Mike and Lori say they both organize their shelves by color! Mike gets decorating bonus points, because he has "floating bookshelves" as wall decorations. "I feel like I live in Hogwarts!" he says. "It's magical!" 

Morgan's family uses a few different organizational tactics — some are by genre, and some are random:

My favorite bookshelves are in my office and they’re grouped by genre — it’s my collection of vintage titles and books from my childhood. And my husband has a 'brag bookshelf' — all the books he’s published (including foreign editions) in the order they were published.

I was also curious about how many bookcases each of our bloggers has. 

We know from our Kids and Family Reading Report data that having books in the home is crucial for children to develop a love of reading, and the average US home with children has 104 books. Fortunately, we practice what we preach because the two moms in the group, Morgan and Julia, get the prize for most bookshelves. Morgan says: 

Let’s put it this way…we essentially left apartment living in the city because we were out of space for our books. So we have LOTS of bookshelves in our house. Eight in our living room alone! Then more in the office, more in the attic (my office), and our kids have one large one in each of their rooms.
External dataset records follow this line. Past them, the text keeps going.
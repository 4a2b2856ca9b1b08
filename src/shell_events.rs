use tokio::sync::mpsc::{self, UnboundedReceiver, UnboundedSender};

use crate::{cookie_sync::CookieChange, tray_actions::TrayMenuAction, update_session::UpdateIndicator};

/// Every asynchronous input the shell reacts to, in arrival order.
#[derive(Debug, Clone, PartialEq)]
pub(crate) enum ShellEvent {
    WindowCreated { start_hidden: bool },
    CloseRequested,
    /// Hide requested by a collaborator (e.g. "install update now").
    HideRequested,
    WindowDestroyed,
    TrayClicked,
    SecondInstance,
    TitleChanged(String),
    PageLoaded,
    MenuAction(TrayMenuAction),
    CookiesChanged(CookieChange),
    UpdateIndicator(UpdateIndicator),
}

#[derive(Debug, Clone)]
pub(crate) struct ShellEventSender {
    sender: UnboundedSender<ShellEvent>,
}

impl ShellEventSender {
    pub(crate) fn dispatch<F>(&self, event: ShellEvent, log: F)
    where
        F: Fn(&str),
    {
        if let Err(error) = self.sender.send(event) {
            log(&format!(
                "shell event dropped, dispatcher is gone: {:?}",
                error.0
            ));
        }
    }
}

pub(crate) fn shell_event_channel() -> (ShellEventSender, UnboundedReceiver<ShellEvent>) {
    let (sender, receiver) = mpsc::unbounded_channel();
    (ShellEventSender { sender }, receiver)
}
Julia also has a lucky daughter (whom you've probably read about recently on OOM), who has her own bookcases. She writes:

We have seven bookcases— two for our daughter and five for us. That’s sort of startling considering I generally don’t even like to keep books except my very favorites.

Finally, because sometimes you just don't have room for a bookshelf in a New York apartment, I wanted to see where else our team stores books when they can't fit on a shelf!

Many of us have used books as some sort of table: Morgan once used a tall tower of books as her nightstand, and Mike actually built a coffee table using coffee table books, wood, and rope.

Lori stores her extra books in her closet, Stephanie makes sure to keep a stack handy on her coffee table, and Brittany tries to save space by reading ebooks on her phone or tablet!

Maybe one day we'll all have Belle-on-a-rolling-ladder-level bookshelves, but until then, I'm happy to know I can count on my fellow book lovers for inspiration on organizing my home library!